Technology stock expert Mark Mowrey finds the server virtualization market of recent IPO VMware (NASDAQ: VMW) attractive, but as a strict value and growth manager he is not interested in the highly-valued shares.

"So how about a company that sells VMware's software?" he asks in his industry-leading The Prudent Speculator TechValue Report. Here, he looks at Wayside Technology (NASDAQ: WSTG), which does meet his value criteria and is poised to benefit from VMware's growth.

The advisor recalls, "As we watched shares in VMware soar after they made their IPO, we wondered how we might take advantage of the tremendous growth in server virtualization solutions." He explains, "These servers allow tech managers to more efficiently use the massive computing power of modern servers by running multiple virtual computers on one system, potentially reducing overall hardware needs."

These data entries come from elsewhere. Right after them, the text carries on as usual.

use super::Val;
use crate::error;
use crate::lang::Error;

type Result<T> = std::result::Result<T, Error>;

/// ## DATA elements
///
/// Everything in every `DATA` statement of the program, in line order,
/// with the cursor `READ` takes from.

#[derive(Debug, Default)]
pub struct Data {
    vec: Vec<Val>,
    cursor: usize,
}

impl Data {
    pub fn new() -> Data {
        Data::default()
    }

    pub fn clear(&mut self) {
        self.vec.clear();
        self.cursor = 0;
    }

    pub fn len(&self) -> usize {
        self.vec.len()
    }

    pub fn is_empty(&self) -> bool {
        self.vec.is_empty()
    }

    pub fn add(&mut self, val: Val) {
        self.vec.push(val);
    }

    pub fn get_next(&mut self) -> Result<Val> {
        match self.vec.get(self.cursor) {
            Some(val) => {
                self.cursor += 1;
                Ok(val.clone())
            }
            None => Err(error!(OutOfData)),
        }
    }

    pub fn move_first(&mut self) {
        self.cursor = 0;
    }
}

#[cfg(test)]
mod tests {
    use super::*;

    #[test]
    fn test_read_restore() {
        let mut data = Data::new();
        data.add(Val::Integer(1));
        data.add(Val::from("X"));
        assert_eq!(data.get_next(), Ok(Val::Integer(1)));
        assert_eq!(data.get_next(), Ok(Val::from("X")));
        assert!(data.get_next().is_err());
        data.move_first();
        assert_eq!(data.get_next(), Ok(Val::Integer(1)));
    }
}
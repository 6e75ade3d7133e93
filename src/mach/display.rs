use super::{SCREEN_COLUMNS, SCREEN_ROWS};
use std::collections::{HashMap, HashSet, VecDeque};
use std::io;

/// ## Collaborators
///
/// The interpreter never touches a terminal or a file system directly.
/// Everything it shows or reads goes through a `Display`, and programs
/// are loaded and saved through a `Storage`.

pub trait Display {
    fn write(&mut self, s: &str);
    fn write_line(&mut self, s: &str) {
        self.write(s);
        self.write("\n");
    }
    /// Blocks until a line is entered. The line is echoed.
    fn read_line(&mut self) -> io::Result<String>;
    fn read_key(&mut self) -> io::Result<char>;
    /// Column and row of the cursor.
    fn cursor_position(&self) -> (usize, usize);
    fn set_cursor_position(&mut self, column: usize, row: usize);
    fn clear(&mut self);
    fn set(&mut self, x: usize, y: usize);
    fn reset(&mut self, x: usize, y: usize);
    fn point(&self, x: usize, y: usize) -> bool;
}

pub trait Storage {
    fn load(&mut self, path: &str) -> io::Result<Vec<String>>;
    fn save(&mut self, path: &str, lines: &[String]) -> io::Result<()>;
}

/// A display without a screen. Output accumulates as text and input
/// comes from a queue, which is how the tests drive the interpreter.
#[derive(Debug, Default)]
pub struct Transcript {
    output: String,
    input: VecDeque<String>,
    keys: VecDeque<char>,
    column: usize,
    row: usize,
    pixels: HashSet<(usize, usize)>,
}

impl Transcript {
    pub fn new() -> Transcript {
        Transcript::default()
    }

    pub fn push_input(&mut self, line: &str) {
        self.input.push_back(line.to_string());
    }

    pub fn push_key(&mut self, key: char) {
        self.keys.push_back(key);
    }

    pub fn output(&self) -> &str {
        &self.output
    }

    pub fn take_output(&mut self) -> String {
        std::mem::take(&mut self.output)
    }

    fn advance_row(&mut self) {
        if self.row + 1 < SCREEN_ROWS {
            self.row += 1;
        }
    }
}

impl Display for Transcript {
    fn write(&mut self, s: &str) {
        for ch in s.chars() {
            self.output.push(ch);
            if ch == '\n' {
                self.column = 0;
                self.advance_row();
            } else {
                self.column += 1;
                if self.column >= SCREEN_COLUMNS {
                    self.column = 0;
                    self.advance_row();
                }
            }
        }
    }

    fn read_line(&mut self) -> io::Result<String> {
        match self.input.pop_front() {
            Some(line) => {
                self.write_line(&line);
                Ok(line)
            }
            None => Err(io::Error::new(
                io::ErrorKind::UnexpectedEof,
                "no more input",
            )),
        }
    }

    fn read_key(&mut self) -> io::Result<char> {
        Ok(self.keys.pop_front().unwrap_or('\n'))
    }

    fn cursor_position(&self) -> (usize, usize) {
        (self.column, self.row)
    }

    fn set_cursor_position(&mut self, column: usize, row: usize) {
        self.column = column;
        self.row = row;
    }

    fn clear(&mut self) {
        self.column = 0;
        self.row = 0;
        self.pixels.clear();
    }

    fn set(&mut self, x: usize, y: usize) {
        self.pixels.insert((x, y));
    }

    fn reset(&mut self, x: usize, y: usize) {
        self.pixels.remove(&(x, y));
    }

    fn point(&self, x: usize, y: usize) -> bool {
        self.pixels.contains(&(x, y))
    }
}

/// Program files kept in memory, by path.
#[derive(Debug, Default)]
pub struct MemoryStorage {
    files: HashMap<String, Vec<String>>,
}

impl MemoryStorage {
    pub fn new() -> MemoryStorage {
        MemoryStorage::default()
    }

    pub fn file(&self, path: &str) -> Option<&[String]> {
        self.files.get(path).map(|v| v.as_slice())
    }
}

impl Storage for MemoryStorage {
    fn load(&mut self, path: &str) -> io::Result<Vec<String>> {
        match self.files.get(path) {
            Some(lines) => Ok(lines.clone()),
            None => Err(io::Error::new(io::ErrorKind::NotFound, path.to_string())),
        }
    }

    fn save(&mut self, path: &str, lines: &[String]) -> io::Result<()> {
        self.files.insert(path.to_string(), lines.to_vec());
        Ok(())
    }
}
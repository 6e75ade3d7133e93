/// ## Built-in functions
///
/// Functions are looked up by the name as written and by arity.
/// Level I abbreviations are overloaded: `R.(9)` is `RND(9)` but
/// `R.(3,4)` is `RESET(3,4)`.

#[derive(Debug, PartialEq, Eq, Clone, Copy)]
pub enum Builtin {
    Abs,
    Chr,
    Int,
    Mem,
    Point,
    Reset,
    Rnd,
    Set,
    Tab,
    /// Advance to the next print zone. Inserted by the parser for a comma
    /// in a `PRINT` list; it has no spelling of its own.
    Zone,
}

const TABLE: &[(&str, usize, Builtin)] = &[
    ("ABS", 1, Builtin::Abs),
    ("A.", 1, Builtin::Abs),
    ("CHR$", 1, Builtin::Chr),
    ("INT", 1, Builtin::Int),
    ("I.", 1, Builtin::Int),
    ("MEM", 0, Builtin::Mem),
    ("M.", 0, Builtin::Mem),
    ("POINT", 2, Builtin::Point),
    ("P.", 2, Builtin::Point),
    ("RESET", 2, Builtin::Reset),
    ("R.", 2, Builtin::Reset),
    ("RND", 1, Builtin::Rnd),
    ("R.", 1, Builtin::Rnd),
    ("SET", 2, Builtin::Set),
    ("S.", 2, Builtin::Set),
    ("TAB", 1, Builtin::Tab),
    ("T.", 1, Builtin::Tab),
    (",", 0, Builtin::Zone),
];

impl Builtin {
    pub fn lookup(name: &str, arity: usize) -> Option<Builtin> {
        TABLE
            .iter()
            .find(|(n, a, _)| *a == arity && n.eq_ignore_ascii_case(name))
            .map(|(_, _, builtin)| *builtin)
    }

    pub fn is_builtin(name: &str) -> bool {
        TABLE.iter().any(|(n, _, _)| n.eq_ignore_ascii_case(name))
    }

    pub fn name(self) -> &'static str {
        use Builtin::*;
        match self {
            Abs => "ABS",
            Chr => "CHR$",
            Int => "INT",
            Mem => "MEM",
            Point => "POINT",
            Reset => "RESET",
            Rnd => "RND",
            Set => "SET",
            Tab => "TAB",
            Zone => ",",
        }
    }
}

impl std::fmt::Display for Builtin {
    fn fmt(&self, f: &mut std::fmt::Formatter) -> std::fmt::Result {
        write!(f, "{}", self.name())
    }
}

Wayside Technology, he notes, has grown in part because of VMware's top-line surge, and, he adds, should continue to do so as an important distributor of the latter's software. Indeed,the stock earns the advisors 'Cash is King' designation for its financial strength. He notes, "WSTG shares also sport an attractive dividend yield."

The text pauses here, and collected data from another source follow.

use super::*;

fn parse_str(s: &str) -> Vec<Statement> {
    Line::parse(s).unwrap().unwrap().statements().to_vec()
}

fn parse_one(s: &str) -> Statement {
    let mut v = parse_str(s);
    assert_eq!(v.len(), 1);
    v.pop().unwrap()
}

fn parse_err(s: &str) -> Error {
    Line::parse(s).unwrap_err()
}

fn plain(s: &str) -> Ident {
    Ident::Plain(s.into())
}

fn assigned(statement: Statement) -> Expression {
    match statement {
        Statement::Let(_, Expression::Assign(_, _, value)) => *value,
        other => panic!("not an assignment: {:?}", other),
    }
}

#[test]
fn test_implicit_let() {
    let answer = Statement::Let(
        0..1,
        Expression::Assign(
            1..2,
            Box::new(Expression::Identifier(0..1, plain("A"))),
            Box::new(Expression::Literal(2..4, Literal::Integer(12))),
        ),
    );
    assert_eq!(parse_one("A=12"), answer);
    assert_eq!(
        assigned(parse_one("LET A=12")),
        Expression::Literal(6..8, Literal::Integer(12))
    );
}

#[test]
fn test_precedence() {
    let answer = Expression::Binary(
        3..4,
        Box::new(Expression::Literal(2..3, Literal::Integer(1))),
        Operator::Plus,
        Box::new(Expression::Binary(
            5..6,
            Box::new(Expression::Literal(4..5, Literal::Integer(2))),
            Operator::Multiply,
            Box::new(Expression::Literal(6..7, Literal::Integer(3))),
        )),
    );
    assert_eq!(assigned(parse_one("X=1+2*3")), answer);
}

#[test]
fn test_unary_minus() {
    let value = assigned(parse_one("X=-2*3"));
    assert!(matches!(
        value,
        Expression::Binary(_, _, Operator::Multiply, _)
    ));
}

#[test]
fn test_line_number_alone_deletes() {
    let line = Line::parse("10").unwrap().unwrap();
    assert!(line.is_direct());
    assert_eq!(line.statements(), &[Statement::Delete(0..0, 10)]);
}

#[test]
fn test_line_number_out_of_range() {
    let e = parse_err("40000 PRINT");
    assert_eq!(e.code(), ErrorCode::InvalidLineNumber);
    assert_eq!(e.kind(), ErrorKind::Parse);
}

#[test]
fn test_print_separators() {
    let answer = Statement::Print(
        0..5,
        Print {
            at: None,
            tab: None,
            items: vec![
                Expression::Identifier(6..7, plain("A")),
                Expression::Call(7..8, Builtin::Zone, vec![]),
                Expression::Identifier(8..9, plain("B")),
            ],
            newline: false,
        },
    );
    assert_eq!(parse_one("PRINT A,B;"), answer);
    match parse_one("PRINT") {
        Statement::Print(_, print) => {
            assert!(print.items.is_empty());
            assert!(print.newline);
        }
        other => panic!("{:?}", other),
    }
}

#[test]
fn test_print_at_and_tab() {
    match parse_one("P.A.64;\"X\"") {
        Statement::Print(_, print) => {
            assert!(matches!(
                print.at,
                Some(Expression::Literal(_, Literal::Integer(64)))
            ));
            assert_eq!(print.items.len(), 1);
        }
        other => panic!("{:?}", other),
    }
    match parse_one("PRINT TAB(5);\"X\"") {
        Statement::Print(_, print) => {
            assert!(print.tab.is_some());
            assert_eq!(print.items.len(), 1);
        }
        other => panic!("{:?}", other),
    }
}

#[test]
fn test_overloaded_abbreviation() {
    assert!(matches!(
        assigned(parse_one("X=R.(9)")),
        Expression::Call(_, Builtin::Rnd, _)
    ));
    match parse_one("R.(3,4)") {
        Statement::Expression(_, Expression::Call(_, Builtin::Reset, args)) => {
            assert_eq!(args.len(), 2)
        }
        other => panic!("{:?}", other),
    }
    assert!(matches!(parse_one("R."), Statement::Run(_, None)));
    assert!(matches!(parse_one("S.(1,2)"), Statement::Expression(..)));
}

#[test]
fn test_zero_arity_without_parentheses() {
    assert_eq!(
        assigned(parse_one("X=MEM")),
        Expression::Call(2..5, Builtin::Mem, vec![])
    );
    assert!(matches!(
        assigned(parse_one("X=M.")),
        Expression::Call(_, Builtin::Mem, _)
    ));
}

#[test]
fn test_wrong_arity() {
    let e = parse_err("PRINT ABS(1,2)");
    assert_eq!(e.code(), ErrorCode::WrongArity);
    assert_eq!(e.column(), 6..9);
}

#[test]
fn test_if_then_line_number() {
    match parse_one("IF A=1 THEN 100") {
        Statement::If(_, _, then) => {
            assert_eq!(then.len(), 1);
            assert!(matches!(
                then[0],
                Statement::Goto(_, Expression::Literal(_, Literal::Integer(100)))
            ));
        }
        other => panic!("{:?}", other),
    }
    assert!(matches!(
        parse_one("IF A=1 GOTO 100"),
        Statement::If(_, _, ref then) if matches!(then[0], Statement::Goto(..))
    ));
}

#[test]
fn test_if_requires_then_before_line_number() {
    let e = parse_err("10 IF A=1 100");
    assert_eq!(e.code(), ErrorCode::SyntaxError);
    assert_eq!(e.line_number(), Some(10));
    assert_eq!(e.report(), "WHAT?\n 10  IF A=1 ?100");
}

#[test]
fn test_if_chain_runs_to_end_of_line() {
    match parse_one("IF A=1 THEN PRINT 1:PRINT 2") {
        Statement::If(_, _, then) => assert_eq!(then.len(), 2),
        other => panic!("{:?}", other),
    }
    match parse_one("IF A THEN 20:PRINT 2") {
        Statement::If(_, _, then) => assert_eq!(then.len(), 2),
        other => panic!("{:?}", other),
    }
}

#[test]
fn test_for_step() {
    let answer = Statement::For(
        0..3,
        plain("I"),
        Expression::Literal(6..7, Literal::Integer(1)),
        Expression::Literal(11..13, Literal::Integer(10)),
        Some(Expression::Literal(19..20, Literal::Integer(2))),
    );
    assert_eq!(parse_one("FOR I=1 TO 10 STEP 2"), answer);
    assert!(matches!(
        parse_one("FOR I=1 TO 10"),
        Statement::For(_, _, _, _, None)
    ));
}

#[test]
fn test_next() {
    assert_eq!(parse_one("NEXT"), Statement::Next(0..4, None));
    assert_eq!(parse_one("NEXT I"), Statement::Next(0..4, Some(plain("I"))));
}

#[test]
fn test_on_gosub() {
    match parse_one("ON X GOSUB 100,200") {
        Statement::On(_, _, targets, is_gosub) => {
            assert_eq!(targets.len(), 2);
            assert!(is_gosub);
        }
        other => panic!("{:?}", other),
    }
    assert_eq!(parse_err("ON X 100").code(), ErrorCode::SyntaxError);
}

#[test]
fn test_unknown_identifier() {
    let e = parse_err("PRINT CHRIS");
    assert_eq!(e.code(), ErrorCode::UnknownIdentifier);
    assert_eq!(e.report(), "WHAT?\nPRINT ?CHRIS");
}

#[test]
fn test_unquoted_string_assignment() {
    assert_eq!(
        assigned(parse_one("A$=RADIO SHACK")),
        Expression::Literal(3..14, Literal::String("RADIO SHACK".into()))
    );
    assert_eq!(parse_err("A=RADIO").code(), ErrorCode::UnknownIdentifier);
}

#[test]
fn test_input_list() {
    let answer = Statement::Input(
        0..5,
        vec![
            Expression::Literal(6..12, Literal::String("NAME".into())),
            Expression::Identifier(13..15, Ident::String("A$".into())),
        ],
        true,
    );
    assert_eq!(parse_one("INPUT \"NAME\";A$"), answer);
    match parse_one("INPUT A,B") {
        Statement::Input(_, items, _) => assert_eq!(items.len(), 2),
        other => panic!("{:?}", other),
    }
    assert_eq!(parse_err("INPUT \"X\"").code(), ErrorCode::SyntaxError);
}

#[test]
fn test_array_target() {
    match parse_one("A(1+2)=5") {
        Statement::Let(_, Expression::Assign(_, target, _)) => {
            assert!(matches!(*target, Expression::ArrayAccess(ref col, _, _) if *col == (0..6)))
        }
        other => panic!("{:?}", other),
    }
    assert_eq!(parse_err("A$(1)=2").code(), ErrorCode::SyntaxError);
}

#[test]
fn test_data_and_read() {
    assert_eq!(
        parse_one("DATA 1,\"X\",Y"),
        Statement::Data(
            0..4,
            vec![
                Expression::Literal(5..6, Literal::Integer(1)),
                Expression::Literal(7..10, Literal::String("X".into())),
                Expression::Literal(11..12, Literal::String("Y".into())),
            ]
        )
    );
    match parse_one("READ A,B(2)") {
        Statement::Read(_, targets) => assert_eq!(targets.len(), 2),
        other => panic!("{:?}", other),
    }
}

#[test]
fn test_file_statements() {
    assert!(matches!(
        parse_one("LOAD \"prog.bas\""),
        Statement::Load(_, Expression::Literal(_, Literal::String(_)))
    ));
    assert!(matches!(
        parse_one("SAVE PROG"),
        Statement::Save(_, Expression::Literal(_, Literal::String(_)))
    ));
}

#[test]
fn test_missing_parenthesis() {
    let e = parse_err("PRINT (1");
    assert_eq!(e.code(), ErrorCode::SyntaxError);
    assert_eq!(e.report(), "WHAT?\nPRINT (1?");
}

#[test]
fn test_statement_chain() {
    let v = parse_str("A=1:B=2::PRINT A+B");
    assert_eq!(v.len(), 3);
    assert_eq!(v[2].column(), 9..14);
}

Wayside, which he notes was formerly known as Programmer's Paradise, is a technology services company targeting software developers and IT professionals. In 2006, he points out, more than half of the software Wayside purchased for resale carried the VMware label.

Normally, he says, such dependence is a concern for investors, and it is in this case, too. But, he continues, considering VMware's growth prospects -- the Street expects revenue to approach $1.3 billion this year, up from just over $700 million in 2006 -- that dependence, he contends, has a positive effect.

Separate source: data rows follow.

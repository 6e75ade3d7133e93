use super::Val;
use crate::error;
use crate::lang::{ast::Operator, Error};
use std::rc::Rc;

type Result<T> = std::result::Result<T, Error>;

/// ## Operators
///
/// Integers widen to singles when mixed or on overflow. `Bool` comes out
/// of comparisons; `+` and `*` on two of them are OR and AND, otherwise
/// they count as 1 and 0. Strings only compare.

pub struct Operation {}

enum Pair {
    Integer(i32, i32),
    Single(f32, f32),
    String(Rc<str>, Rc<str>),
    Bool(bool, bool),
}

impl Pair {
    fn widen(lhs: Val, rhs: Val) -> Result<Pair> {
        use Val::*;
        match (lhs, rhs) {
            (Bool(l), Bool(r)) => Ok(Pair::Bool(l, r)),
            (String(l), String(r)) => Ok(Pair::String(l, r)),
            (String(_), _) | (_, String(_)) => Err(error!(TypeMismatch)),
            (Single(l), r) => Ok(Pair::Single(l, r.to_f32()?)),
            (l, Single(r)) => Ok(Pair::Single(l.to_f32()?, r)),
            (l, r) => Ok(Pair::Integer(l.to_i32()?, r.to_i32()?)),
        }
    }

    /// Arithmetic other than `+` and `*` sees booleans as numbers.
    fn numeric(self) -> Result<Pair> {
        match self {
            Pair::Bool(l, r) => Ok(Pair::Integer(l as i32, r as i32)),
            Pair::String(..) => Err(error!(TypeMismatch)),
            pair => Ok(pair),
        }
    }
}

impl Operation {
    pub fn binary(lhs: Val, op: Operator, rhs: Val) -> Result<Val> {
        use Operator::*;
        match op {
            Plus => Operation::sum(lhs, rhs),
            Minus => Operation::subtract(lhs, rhs),
            Multiply => Operation::multiply(lhs, rhs),
            Divide => Operation::divide(lhs, rhs),
            Equal => Operation::equal(lhs, rhs),
            NotEqual => Ok(Val::Bool(!Operation::equal(lhs, rhs)?.is_true())),
            Less => Operation::less(lhs, rhs),
            LessEqual => Ok(Val::Bool(!Operation::less(rhs, lhs)?.is_true())),
            Greater => Operation::less(rhs, lhs),
            GreaterEqual => Ok(Val::Bool(!Operation::less(lhs, rhs)?.is_true())),
        }
    }

    pub fn unary(op: Operator, val: Val) -> Result<Val> {
        match op {
            Operator::Minus => Operation::negate(val),
            Operator::Plus if !val.is_string() => Ok(val),
            _ => Err(error!(TypeMismatch)),
        }
    }

    pub fn negate(val: Val) -> Result<Val> {
        use Val::*;
        match val {
            Integer(n) => match n.checked_neg() {
                Some(n) => Ok(Integer(n)),
                None => Ok(Single(-(n as f32))),
            },
            Single(n) => Ok(Single(-n)),
            Bool(b) => Ok(Integer(-(b as i32))),
            String(_) => Err(error!(TypeMismatch)),
        }
    }

    pub fn sum(lhs: Val, rhs: Val) -> Result<Val> {
        match Pair::widen(lhs, rhs)? {
            Pair::Bool(l, r) => Ok(Val::Bool(l || r)),
            Pair::Integer(l, r) => match l.checked_add(r) {
                Some(n) => Ok(Val::Integer(n)),
                None => Ok(Val::Single(l as f32 + r as f32)),
            },
            Pair::Single(l, r) => Operation::finite(l + r),
            Pair::String(..) => Err(error!(TypeMismatch)),
        }
    }

    pub fn subtract(lhs: Val, rhs: Val) -> Result<Val> {
        match Pair::widen(lhs, rhs)?.numeric()? {
            Pair::Integer(l, r) => match l.checked_sub(r) {
                Some(n) => Ok(Val::Integer(n)),
                None => Ok(Val::Single(l as f32 - r as f32)),
            },
            Pair::Single(l, r) => Operation::finite(l - r),
            _ => Err(error!(TypeMismatch)),
        }
    }

    pub fn multiply(lhs: Val, rhs: Val) -> Result<Val> {
        match Pair::widen(lhs, rhs)? {
            Pair::Bool(l, r) => Ok(Val::Bool(l && r)),
            Pair::Integer(l, r) => match l.checked_mul(r) {
                Some(n) => Ok(Val::Integer(n)),
                None => Ok(Val::Single(l as f32 * r as f32)),
            },
            Pair::Single(l, r) => Operation::finite(l * r),
            Pair::String(..) => Err(error!(TypeMismatch)),
        }
    }

    /// Integer division stays integer only when it is exact.
    pub fn divide(lhs: Val, rhs: Val) -> Result<Val> {
        match Pair::widen(lhs, rhs)?.numeric()? {
            Pair::Integer(_, 0) => Err(error!(DivisionByZero)),
            Pair::Integer(l, r) => match (l.checked_rem(r), l.checked_div(r)) {
                (Some(0), Some(n)) => Ok(Val::Integer(n)),
                _ => Ok(Val::Single(l as f32 / r as f32)),
            },
            Pair::Single(l, r) => {
                if r == 0.0 {
                    Err(error!(DivisionByZero))
                } else {
                    Operation::finite(l / r)
                }
            }
            _ => Err(error!(TypeMismatch)),
        }
    }

    fn finite(n: f32) -> Result<Val> {
        if n.is_finite() {
            Ok(Val::Single(n))
        } else {
            Err(error!(Overflow))
        }
    }

    pub fn equal(lhs: Val, rhs: Val) -> Result<Val> {
        let eq = match Pair::widen(lhs, rhs)? {
            Pair::Integer(l, r) => l == r,
            Pair::Single(l, r) => (l - r).abs() <= std::f32::EPSILON * l.abs().max(r.abs()),
            Pair::String(l, r) => l == r,
            Pair::Bool(l, r) => l == r,
        };
        Ok(Val::Bool(eq))
    }

    pub fn less(lhs: Val, rhs: Val) -> Result<Val> {
        let lt = match Pair::widen(lhs, rhs)? {
            Pair::Integer(l, r) => l < r,
            Pair::Single(l, r) => l < r,
            Pair::String(l, r) => l < r,
            Pair::Bool(l, r) => !l & r,
        };
        Ok(Val::Bool(lt))
    }
}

Mowrey explains, "Investor confidence was shaken a bit at the end of Q2 as top-line expansion failed to keep pace with prior quarters. Management, who sound like an impressive bunch, said that it chose to avoid meeting demand that it found insufficiently profitable."

The advisor suggests, "Management is focusing on continued gains in gross margins, including increased management control over pricing, a focus on high margin products and markets and an expanded benefit from services."

Acquisitions are expected, too, he states, taking advantage of WSTG's cash-flush balance sheet, which he notes now includes $4.34 per share in cash and near cash and no long-term debt. In that sense, says Mowrey, "We're happy to see that management is clear that they want to make not just any acquisition, but the right acquisition.

He concludes, "The shares currently trade at under 17 times trailing earnings, attractive considering the balance sheet and the stock's current 4.3% dividend yield. While reporting second quarter results, management actually boosted the already generous dividend by a penny, to $0.15 per quarter."

Each day, Steven Halpern's TheStockAdvisors.com features the latest stock picks and investment ideas from the nation's leading financial newsletter advisors.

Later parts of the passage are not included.